DACUM (Developing A Curriculum) is a quick yet highly valid job analysis technique. The DACUM process is used to determine the competencies that should be addressed in a training curriculum for a specific occupation. DACUMs are used to develop job profiles for all types of occupations, including top-level managers and specialized jobs. This cost-effective and efficient technique has been validated through research and compares very positively with other job analysis methods.


DACUM is based on three premises:

  1. Expert workers can better describe their job than anyone else,
  2. Any job can be effectively described in terms of the competencies or tasks that successful workers in that occupation perform,
  3. The specific knowledge, skills, attitudes and tools required by workers in order to correctly perform their tasks can also be described.

Fundamentally, the DACUM process is brainstorming in a well-organized, step-by-step manner. The process requires a panel of 5 to 9 expert workers in the occupation being analyzed, a qualified DACUM facilitator, and a recorder. Modified small-group brainstorming techniques are used to obtain the collective expertise and consensus of the committee.  Although some jobs can be analyzed in one working day, it is better to schedule at one and a half to two days, especially for more complex jobs. The panel members must be articulate workers who are considered outstanding in their occupation, with highly-developed technical knowledge and skill. A facilitator specifically trained in the DACUM process is essential for valid and usable outcomes. The facilitator must be able to elicit specific task statements, deal with conflict and debate when the panel is reaching consensus, and continually forge ahead in order to complete the process.

Step-1:  Occupational Analysis

During the DACUM work session the facilitator systematically guides the panel members through brainstorming and consensus-reaching discussions to describe their job in terms of main duties and specific tasks.   Let’s have a closer look at what we mean by Duties and Tasks.

Duty: A general area of competence that successful workers in the occupation must demonstrate or perform on an on-going basis. A duty includes two or more distinct tasks.

Task: A work activity that has a definite beginning and ending, is observable, consist of two or more definite steps and leads to a product, service, or decision.

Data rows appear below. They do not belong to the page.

//! Вложенные фрагменты заголовка: расчёты, тип платежа, идентификация агентов.
//!
//! Группы выбора («ровно одно из») — обычные структуры из `Option`;
//! какую ветку заполнять, решает вызывающий.

use crate::types::{
    BbanIdentifier, BicIdentifier, CashClearingSystem3Code, CategoryPurpose1Code,
    ClearingChannel2Code, CountryCode, CurrencyCode, IbanIdentifier, Max34Text, Max35Text,
    Max70Text, Priority2Code, ServiceLevel1Code, SettlementMethod1Code,
};
use serde::{Deserialize, Serialize};

/* ----------------------------- settlement -------------------------------- */

/// Как проводятся расчёты между инструктирующим и инструктируемым агентом.
#[derive(Debug, Clone, Default, PartialEq, Serialize, Deserialize)]
pub struct SettlementInformation2 {
    #[serde(rename = "SttlmMtd", default, skip_serializing_if = "Option::is_none")]
    pub settlement_method: Option<SettlementMethod1Code>,

    #[serde(rename = "SttlmAcct", default, skip_serializing_if = "Option::is_none")]
    pub settlement_account: Option<CashAccount7>,

    #[serde(rename = "ClrSys", default, skip_serializing_if = "Option::is_none")]
    pub clearing_system: Option<ClearingSystemIdentification1Choice>,
}

impl SettlementInformation2 {
    pub fn set_settlement_method(&mut self, value: impl Into<SettlementMethod1Code>) {
        self.settlement_method = Some(value.into());
    }

    pub fn add_settlement_account(&mut self) -> &mut CashAccount7 {
        self.settlement_account.insert(CashAccount7::default())
    }

    pub fn add_clearing_system(&mut self) -> &mut ClearingSystemIdentification1Choice {
        self.clearing_system
            .insert(ClearingSystemIdentification1Choice::default())
    }
}

#[derive(Debug, Clone, Default, PartialEq, Serialize, Deserialize)]
pub struct CashAccount7 {
    #[serde(rename = "Id", default, skip_serializing_if = "Option::is_none")]
    pub identification: Option<AccountIdentification3Choice>,

    #[serde(rename = "Ccy", default, skip_serializing_if = "Option::is_none")]
    pub currency: Option<CurrencyCode>,

    #[serde(rename = "Nm", default, skip_serializing_if = "Option::is_none")]
    pub name: Option<Max70Text>,
}

impl CashAccount7 {
    pub fn add_identification(&mut self) -> &mut AccountIdentification3Choice {
        self.identification
            .insert(AccountIdentification3Choice::default())
    }

    pub fn set_currency(&mut self, value: impl Into<CurrencyCode>) {
        self.currency = Some(value.into());
    }

    pub fn set_name(&mut self, value: impl Into<Max70Text>) {
        self.name = Some(value.into());
    }
}

#[derive(Debug, Clone, Default, PartialEq, Serialize, Deserialize)]
pub struct AccountIdentification3Choice {
    #[serde(rename = "IBAN", default, skip_serializing_if = "Option::is_none")]
    pub iban: Option<IbanIdentifier>,

    #[serde(rename = "BBAN", default, skip_serializing_if = "Option::is_none")]
    pub bban: Option<BbanIdentifier>,

    #[serde(rename = "PrtryAcct", default, skip_serializing_if = "Option::is_none")]
    pub proprietary_account: Option<ProprietaryAccount>,
}

impl AccountIdentification3Choice {
    pub fn set_iban(&mut self, value: impl Into<IbanIdentifier>) {
        self.iban = Some(value.into());
    }

    pub fn set_bban(&mut self, value: impl Into<BbanIdentifier>) {
        self.bban = Some(value.into());
    }

    pub fn add_proprietary_account(&mut self) -> &mut ProprietaryAccount {
        self.proprietary_account.insert(ProprietaryAccount::default())
    }
}

#[derive(Debug, Clone, Default, PartialEq, Serialize, Deserialize)]
pub struct ProprietaryAccount {
    #[serde(rename = "Id", default, skip_serializing_if = "Option::is_none")]
    pub identification: Option<Max34Text>,
}

impl ProprietaryAccount {
    pub fn set_identification(&mut self, value: impl Into<Max34Text>) {
        self.identification = Some(value.into());
    }
}

#[derive(Debug, Clone, Default, PartialEq, Serialize, Deserialize)]
pub struct ClearingSystemIdentification1Choice {
    #[serde(rename = "ClrSysId", default, skip_serializing_if = "Option::is_none")]
    pub clearing_system_identification: Option<CashClearingSystem3Code>,

    #[serde(rename = "Prtry", default, skip_serializing_if = "Option::is_none")]
    pub proprietary: Option<Max35Text>,
}

impl ClearingSystemIdentification1Choice {
    pub fn set_clearing_system_identification(
        &mut self,
        value: impl Into<CashClearingSystem3Code>,
    ) {
        self.clearing_system_identification = Some(value.into());
    }

    pub fn set_proprietary(&mut self, value: impl Into<Max35Text>) {
        self.proprietary = Some(value.into());
    }
}

/* ----------------------------- payment type ------------------------------ */

#[derive(Debug, Clone, Default, PartialEq, Serialize, Deserialize)]
pub struct PaymentTypeInformation4 {
    #[serde(rename = "InstrPrty", default, skip_serializing_if = "Option::is_none")]
    pub instruction_priority: Option<Priority2Code>,

    #[serde(rename = "SvcLvl", default, skip_serializing_if = "Option::is_none")]
    pub service_level: Option<ServiceLevel2Choice>,

    #[serde(rename = "ClrChanl", default, skip_serializing_if = "Option::is_none")]
    pub clearing_channel: Option<ClearingChannel2Code>,

    #[serde(rename = "LclInstrm", default, skip_serializing_if = "Option::is_none")]
    pub local_instrument: Option<LocalInstrument1Choice>,

    #[serde(rename = "CtgyPurp", default, skip_serializing_if = "Option::is_none")]
    pub category_purpose: Option<CategoryPurpose1Code>,
}

impl PaymentTypeInformation4 {
    pub fn set_instruction_priority(&mut self, value: impl Into<Priority2Code>) {
        self.instruction_priority = Some(value.into());
    }

    pub fn add_service_level(&mut self) -> &mut ServiceLevel2Choice {
        self.service_level.insert(ServiceLevel2Choice::default())
    }

    pub fn set_clearing_channel(&mut self, value: impl Into<ClearingChannel2Code>) {
        self.clearing_channel = Some(value.into());
    }

    pub fn add_local_instrument(&mut self) -> &mut LocalInstrument1Choice {
        self.local_instrument.insert(LocalInstrument1Choice::default())
    }

    pub fn set_category_purpose(&mut self, value: impl Into<CategoryPurpose1Code>) {
        self.category_purpose = Some(value.into());
    }
}

#[derive(Debug, Clone, Default, PartialEq, Serialize, Deserialize)]
pub struct ServiceLevel2Choice {
    #[serde(rename = "Cd", default, skip_serializing_if = "Option::is_none")]
    pub code: Option<ServiceLevel1Code>,

    #[serde(rename = "Prtry", default, skip_serializing_if = "Option::is_none")]
    pub proprietary: Option<Max35Text>,
}

impl ServiceLevel2Choice {
    pub fn set_code(&mut self, value: impl Into<ServiceLevel1Code>) {
        self.code = Some(value.into());
    }

    pub fn set_proprietary(&mut self, value: impl Into<Max35Text>) {
        self.proprietary = Some(value.into());
    }
}

#[derive(Debug, Clone, Default, PartialEq, Serialize, Deserialize)]
pub struct LocalInstrument1Choice {
    #[serde(rename = "Cd", default, skip_serializing_if = "Option::is_none")]
    pub code: Option<Max35Text>,

    #[serde(rename = "Prtry", default, skip_serializing_if = "Option::is_none")]
    pub proprietary: Option<Max35Text>,
}

impl LocalInstrument1Choice {
    pub fn set_code(&mut self, value: impl Into<Max35Text>) {
        self.code = Some(value.into());
    }

    pub fn set_proprietary(&mut self, value: impl Into<Max35Text>) {
        self.proprietary = Some(value.into());
    }
}

/* --------------------------------- agents -------------------------------- */

/// Финансовый институт и (необязательно) его филиал.
#[derive(Debug, Clone, Default, PartialEq, Serialize, Deserialize)]
pub struct BranchAndFinancialInstitutionIdentification3 {
    #[serde(rename = "FinInstnId", default, skip_serializing_if = "Option::is_none")]
    pub financial_institution_identification: Option<FinancialInstitutionIdentification5Choice>,

    #[serde(rename = "BrnchId", default, skip_serializing_if = "Option::is_none")]
    pub branch_identification: Option<BranchData>,
}

impl BranchAndFinancialInstitutionIdentification3 {
    pub fn add_financial_institution_identification(
        &mut self,
    ) -> &mut FinancialInstitutionIdentification5Choice {
        self.financial_institution_identification
            .insert(FinancialInstitutionIdentification5Choice::default())
    }

    pub fn add_branch_identification(&mut self) -> &mut BranchData {
        self.branch_identification.insert(BranchData::default())
    }
}

#[derive(Debug, Clone, Default, PartialEq, Serialize, Deserialize)]
pub struct FinancialInstitutionIdentification5Choice {
    #[serde(rename = "BIC", default, skip_serializing_if = "Option::is_none")]
    pub bic: Option<BicIdentifier>,

    #[serde(rename = "ClrSysMmbId", default, skip_serializing_if = "Option::is_none")]
    pub clearing_system_member_identification: Option<ClearingSystemMemberIdentification3>,

    #[serde(rename = "NmAndAdr", default, skip_serializing_if = "Option::is_none")]
    pub name_and_address: Option<NameAndAddress7>,

    #[serde(rename = "PrtryId", default, skip_serializing_if = "Option::is_none")]
    pub proprietary_identification: Option<GenericIdentification3>,
}

impl FinancialInstitutionIdentification5Choice {
    pub fn set_bic(&mut self, value: impl Into<BicIdentifier>) {
        self.bic = Some(value.into());
    }

    pub fn add_clearing_system_member_identification(
        &mut self,
    ) -> &mut ClearingSystemMemberIdentification3 {
        self.clearing_system_member_identification
            .insert(ClearingSystemMemberIdentification3::default())
    }

    pub fn add_name_and_address(&mut self) -> &mut NameAndAddress7 {
        self.name_and_address.insert(NameAndAddress7::default())
    }

    pub fn add_proprietary_identification(&mut self) -> &mut GenericIdentification3 {
        self.proprietary_identification
            .insert(GenericIdentification3::default())
    }
}

#[derive(Debug, Clone, Default, PartialEq, Serialize, Deserialize)]
pub struct ClearingSystemMemberIdentification3 {
    #[serde(rename = "Id", default, skip_serializing_if = "Option::is_none")]
    pub identification: Option<Max35Text>,
}

impl ClearingSystemMemberIdentification3 {
    pub fn set_identification(&mut self, value: impl Into<Max35Text>) {
        self.identification = Some(value.into());
    }
}

#[derive(Debug, Clone, Default, PartialEq, Serialize, Deserialize)]
pub struct NameAndAddress7 {
    #[serde(rename = "Nm", default, skip_serializing_if = "Option::is_none")]
    pub name: Option<Max70Text>,

    #[serde(rename = "PstlAdr", default, skip_serializing_if = "Option::is_none")]
    pub postal_address: Option<PostalAddress1>,
}

impl NameAndAddress7 {
    pub fn set_name(&mut self, value: impl Into<Max70Text>) {
        self.name = Some(value.into());
    }

    pub fn add_postal_address(&mut self) -> &mut PostalAddress1 {
        self.postal_address.insert(PostalAddress1::default())
    }
}

#[derive(Debug, Clone, Default, PartialEq, Serialize, Deserialize)]
pub struct PostalAddress1 {
    #[serde(rename = "AdrLine", default, skip_serializing_if = "Vec::is_empty")]
    pub address_line: Vec<Max70Text>,

    #[serde(rename = "Ctry", default, skip_serializing_if = "Option::is_none")]
    pub country: Option<CountryCode>,
}

impl PostalAddress1 {
    pub fn add_address_line(&mut self, value: impl Into<Max70Text>) {
        self.address_line.push(value.into());
    }

    pub fn set_country(&mut self, value: impl Into<CountryCode>) {
        self.country = Some(value.into());
    }
}

#[derive(Debug, Clone, Default, PartialEq, Serialize, Deserialize)]
pub struct GenericIdentification3 {
    #[serde(rename = "Id", default, skip_serializing_if = "Option::is_none")]
    pub identification: Option<Max35Text>,

    #[serde(rename = "Issr", default, skip_serializing_if = "Option::is_none")]
    pub issuer: Option<Max35Text>,
}

impl GenericIdentification3 {
    pub fn set_identification(&mut self, value: impl Into<Max35Text>) {
        self.identification = Some(value.into());
    }

    pub fn set_issuer(&mut self, value: impl Into<Max35Text>) {
        self.issuer = Some(value.into());
    }
}

#[derive(Debug, Clone, Default, PartialEq, Serialize, Deserialize)]
pub struct BranchData {
    #[serde(rename = "Id", default, skip_serializing_if = "Option::is_none")]
    pub identification: Option<Max35Text>,

    #[serde(rename = "Nm", default, skip_serializing_if = "Option::is_none")]
    pub name: Option<Max70Text>,
}

impl BranchData {
    pub fn set_identification(&mut self, value: impl Into<Max35Text>) {
        self.identification = Some(value.into());
    }

    pub fn set_name(&mut self, value: impl Into<Max70Text>) {
        self.name = Some(value.into());
    }
}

Since the specific tasks are the competencies necessary to do the job, it is critical that they be described accurately and precisely. The panel members also agree on the relevant attitudes, knowledge, and skills as well as the primary tools of their job. The recorder writes the duties and tasks on large index cards that are taped or pinned to a wall facing the panel. This storyboarding process is essential to successful DACUM profiles because the cards are replaced, reworded, and rearranged until the panel members agree that it is an accurate profile of their job.

The result of the first part of the DACUM process is a chart or profile that shows the duties and tasks performed in the occupation.

DACUM Research Chart

The profile also lists necessary worker traits and attitudes, general skills and knowledge, and the tools and equipment the worker uses. Research indicates that DACUM profiles not only cost less than conducting job inventories by mail, they also produce more valid results.

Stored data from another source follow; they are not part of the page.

//! Единый тип ошибок кодеков и типизированных представлений.

use thiserror::Error;

#[derive(Debug, Error)]
pub enum PacsError {
    #[error("I/O error: {0}")]
    Io(#[from] std::io::Error),

    #[error("JSON error: {0}")]
    Json(#[from] serde_json::Error),

    #[error("XML error: {0}")]
    Xml(String),

    #[error("Parse error: {0}")]
    Parse(String),
}

pub type Result<T> = std::result::Result<T, PacsError>;
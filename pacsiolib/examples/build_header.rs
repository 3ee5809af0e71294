use pacsiolib::{formats::xml::Xml, traits::WriteFormat, GroupHeader3};

fn main() -> Result<(), Box<dyn std::error::Error>> {
    // Пример: заголовок пакета pacs.008 из двух транзакций -> XML в stdout
    let mut hdr = GroupHeader3::new();
    hdr.set_message_identification("BATCH-2024-0001");
    hdr.set_creation_date_time("2024-03-01T09:30:00");
    hdr.set_number_of_transactions(2u64);
    hdr.set_control_sum("1500.00");
    hdr.set_total_interbank_settlement_amount("1500.00", "EUR");
    hdr.set_interbank_settlement_date("2024-03-01");
    hdr.add_settlement_information().set_settlement_method("CLRG");
    hdr.add_instructing_agent()
        .add_financial_institution_identification()
        .set_bic("DEUTDEFF");
    hdr.add_instructed_agent()
        .add_financial_institution_identification()
        .set_bic("BNPAFRPP");

    Xml::write(std::io::stdout(), &hdr)?;
    Ok(())
}
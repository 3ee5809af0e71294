//! XML-форма `<GrpHdr>` через serde-поддержку quick-xml.
//!
//! При чтении quick-xml обрезает пробелы по краям текстовых узлов
//! (как `trim_text(true)` у читателя выписок), поэтому `"  A  "` вернётся как `"A"`.
//! JSON сохраняет текст без изменений.

use crate::{
    error::{PacsError, Result},
    model::GroupHeader3,
    traits::{ReadFormat, WriteFormat},
};
use quick_xml::{
    de::from_reader,
    events::{BytesDecl, Event},
    se::Serializer,
    Writer,
};
use serde::Serialize;
use std::io::{BufRead, Write};

pub struct Xml;

impl WriteFormat for Xml {
    fn write<W: Write>(mut w: W, header: &GroupHeader3) -> Result<()> {
        let mut body = String::new();
        let mut ser = Serializer::new(&mut body);
        ser.indent(' ', 2);
        header.serialize(ser).map_err(xml)?;

        // <?xml ...?> пишем вручную, serde-сериализатор его не выводит
        let mut wr = Writer::new(&mut w);
        wr.write_event(Event::Decl(BytesDecl::new("1.0", Some("UTF-8"), None)))
            .map_err(xml)?;
        let out = wr.into_inner();
        out.write_all(b"\n")?;
        out.write_all(body.as_bytes())?;
        out.write_all(b"\n")?;

        tracing::debug!(msg_id = ?header.message_id(), bytes = body.len(), "wrote GrpHdr xml");
        Ok(())
    }
}

impl ReadFormat for Xml {
    fn read<R: BufRead>(r: R) -> Result<GroupHeader3> {
        let header: GroupHeader3 = from_reader(r).map_err(xml)?;
        tracing::debug!(msg_id = ?header.message_id(), "read GrpHdr xml");
        Ok(header)
    }
}

fn xml<E: std::fmt::Display>(e: E) -> PacsError {
    PacsError::Xml(e.to_string())
}
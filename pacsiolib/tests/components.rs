use pacsiolib::{components::SettlementInformation2, GroupHeader3};

#[test]
fn settlement_account_and_clearing_system() {
    let mut sttl = SettlementInformation2::default();
    sttl.set_settlement_method("COVE");
    let acct = sttl.add_settlement_account();
    acct.set_currency("EUR");
    acct.set_name("Nostro");
    acct.add_identification()
        .add_proprietary_account()
        .set_identification("ACC-99");
    sttl.add_clearing_system().set_proprietary("LOCALCLR");

    let acct = sttl.settlement_account.as_ref().unwrap();
    assert_eq!(acct.currency.as_ref().unwrap().as_str(), "EUR");
    let id = acct.identification.as_ref().unwrap();
    assert!(id.iban.is_none());
    assert_eq!(
        id.proprietary_account
            .as_ref()
            .and_then(|p| p.identification.as_ref())
            .map(|i| i.as_str()),
        Some("ACC-99")
    );
    assert_eq!(
        sttl.clearing_system.unwrap().proprietary.unwrap().as_str(),
        "LOCALCLR"
    );
}

#[test]
fn choice_branches_are_not_exclusive() {
    let mut hdr = GroupHeader3::new();
    let id = hdr
        .add_settlement_information()
        .add_settlement_account()
        .add_identification();
    id.set_iban("DE89370400440532013000");
    id.set_bban("370400440532013000");

    let id = hdr
        .settlement_information
        .unwrap()
        .settlement_account
        .unwrap()
        .identification
        .unwrap();
    assert!(id.iban.is_some() && id.bban.is_some());
}

#[test]
fn payment_type_information_fields() {
    let mut hdr = GroupHeader3::new();
    let pti = hdr.add_payment_type_information();
    pti.set_instruction_priority("HIGH");
    pti.set_clearing_channel("RTGS");
    pti.set_category_purpose("CASH");
    pti.add_service_level().set_proprietary("URGENT");
    let lcl = pti.add_local_instrument();
    lcl.set_code("CORE");
    lcl.set_proprietary("B2B");

    let pti = hdr.payment_type_information.unwrap();
    assert_eq!(pti.instruction_priority.unwrap().as_str(), "HIGH");
    assert_eq!(pti.clearing_channel.unwrap().as_str(), "RTGS");
    assert_eq!(pti.category_purpose.unwrap().as_str(), "CASH");
    assert!(pti.service_level.as_ref().unwrap().code.is_none());
    let lcl = pti.local_instrument.unwrap();
    assert_eq!(lcl.code.unwrap().as_str(), "CORE");
    assert_eq!(lcl.proprietary.unwrap().as_str(), "B2B");
}

#[test]
fn agent_identification_variants() {
    let mut hdr = GroupHeader3::new();
    let agent = hdr.add_instructed_agent();
    let fi = agent.add_financial_institution_identification();
    fi.add_clearing_system_member_identification()
        .set_identification("USABA021000021");
    let prtry = fi.add_proprietary_identification();
    prtry.set_identification("BANK-7");
    prtry.set_issuer("LOCAL");
    let branch = agent.add_branch_identification();
    branch.set_identification("BR-01");
    branch.set_name("Downtown");

    let agent = hdr.instructed_agent.unwrap();
    let fi = agent.financial_institution_identification.unwrap();
    assert!(fi.bic.is_none());
    assert_eq!(
        fi.clearing_system_member_identification
            .unwrap()
            .identification
            .unwrap()
            .as_str(),
        "USABA021000021"
    );
    let prtry = fi.proprietary_identification.unwrap();
    assert_eq!(prtry.issuer.unwrap().as_str(), "LOCAL");
    let branch = agent.branch_identification.unwrap();
    assert_eq!(branch.name.unwrap().as_str(), "Downtown");
}

#[test]
fn postal_address_lines_keep_order() {
    let mut hdr = GroupHeader3::new();
    let adr = hdr
        .add_instructing_agent()
        .add_financial_institution_identification()
        .add_name_and_address()
        .add_postal_address();
    adr.add_address_line("1 Rue de la Paix");
    adr.add_address_line("75002 Paris");
    adr.set_country("FR");

    let adr = hdr
        .instructing_agent
        .unwrap()
        .financial_institution_identification
        .unwrap()
        .name_and_address
        .unwrap()
        .postal_address
        .unwrap();
    let lines: Vec<&str> = adr.address_line.iter().map(|l| l.as_str()).collect();
    assert_eq!(lines, ["1 Rue de la Paix", "75002 Paris"]);
    assert_eq!(adr.country.unwrap().as_str(), "FR");
}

Step-2: Validation of Initial Occupational Profile

The DACUM process is not complicated, but the development of a quality training program entails additional steps. Once a DACUM profile is developed and reproduced on paper, it should be validated by having other expert workers and supervisors review it for completeness and accuracy. The validation process can include a variety of criteria, but some of the most useful are criticality of the task, frequency that the task is performed, and need for training for this task. The specific tasks that should be included in a training curriculum are one of the outcomes of the validation.

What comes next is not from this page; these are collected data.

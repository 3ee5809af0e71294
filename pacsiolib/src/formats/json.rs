//! JSON-объект с теми же ключами, что и теги XML.

use crate::{
    error::Result,
    model::GroupHeader3,
    traits::{ReadFormat, WriteFormat},
};
use std::io::{BufRead, Write};

pub struct Json;

impl WriteFormat for Json {
    fn write<W: Write>(mut w: W, header: &GroupHeader3) -> Result<()> {
        serde_json::to_writer_pretty(&mut w, header)?;
        w.write_all(b"\n")?;
        tracing::debug!(msg_id = ?header.message_id(), "wrote GrpHdr json");
        Ok(())
    }
}

impl ReadFormat for Json {
    fn read<R: BufRead>(r: R) -> Result<GroupHeader3> {
        let header: GroupHeader3 = serde_json::from_reader(r)?;
        tracing::debug!(msg_id = ?header.message_id(), "read GrpHdr json");
        Ok(header)
    }
}
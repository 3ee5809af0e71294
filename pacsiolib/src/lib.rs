//! pacsiolib — запись ISO 20022 `GroupHeader3` и её XML/JSON-кодеки.

pub mod components;
pub mod error;
pub mod model;
pub mod traits;
pub mod types;
pub mod wire;

pub mod formats {
    pub mod json;
    pub mod xml;
}

pub use model::GroupHeader3;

To provide useful information for curriculum development or any other uses of DACUM profiles, the validations should be targeted to the intended use of the DACUM profiles. For example, if a profile is to be the foundation for a School Assistant Administrator training curriculum, the reviewers should be selected from the School system or systems that will actually use the completed program.

Then the revised/updated profile is sent to various bodies or focus groups to give them a starting point.

Step-3:  Task Analysis

The next step after validation is task analysis. Through task analysis, ideally conducted jointly by expert workers and curriculum developers, each task is further analyzed and broken down into sequential operational steps. These steps describe exactly how to accomplish the task and should include the specific knowledge, skills, tools, and equipment needed to perform the task. The completed task analyses become the foundation or outline for developing the training curriculum.

The panel members are asked to review the completed profile and to identify what they believe to be the tasks in which a new worker entering that position would have the greatest need for training. They are also asked to identify the tasks in which veteran workers/employees like themselves would have the greatest need for training.

DACUM Task Analysis Chart

Step-4: Prioritization of Job-Responsibilities

The our expert panel of worker, employees record their duties and tasks and also prioritize the job responsibilities by identifying areas of criticality, frequency and training needs.  Let’s understand the terms involved here.

  • Criticality : is a measure of job tasks that panelists believe to be essential and/or most important components of a job.
  • Frequency : is a measure of job tasks that panelists believed to require the largest time commitments.
  • Training needs : is a measure of job tasks that panelists believe should be included in a basic training

The expert panel then identifies the duties (on-going work responsibilities) of the given profile in consideration. A prioritized listing of the duties from most to least critical are reported on the job profile.

DACUM Ranking of Critical Duties

Step-5: Prioritization of Tasks

The expert panel of workers identifies all occupational tasks in context of Prioritized Duties. These tasks are sorted into four prioritized categories: critical, frequent, new and veteran worker training needs.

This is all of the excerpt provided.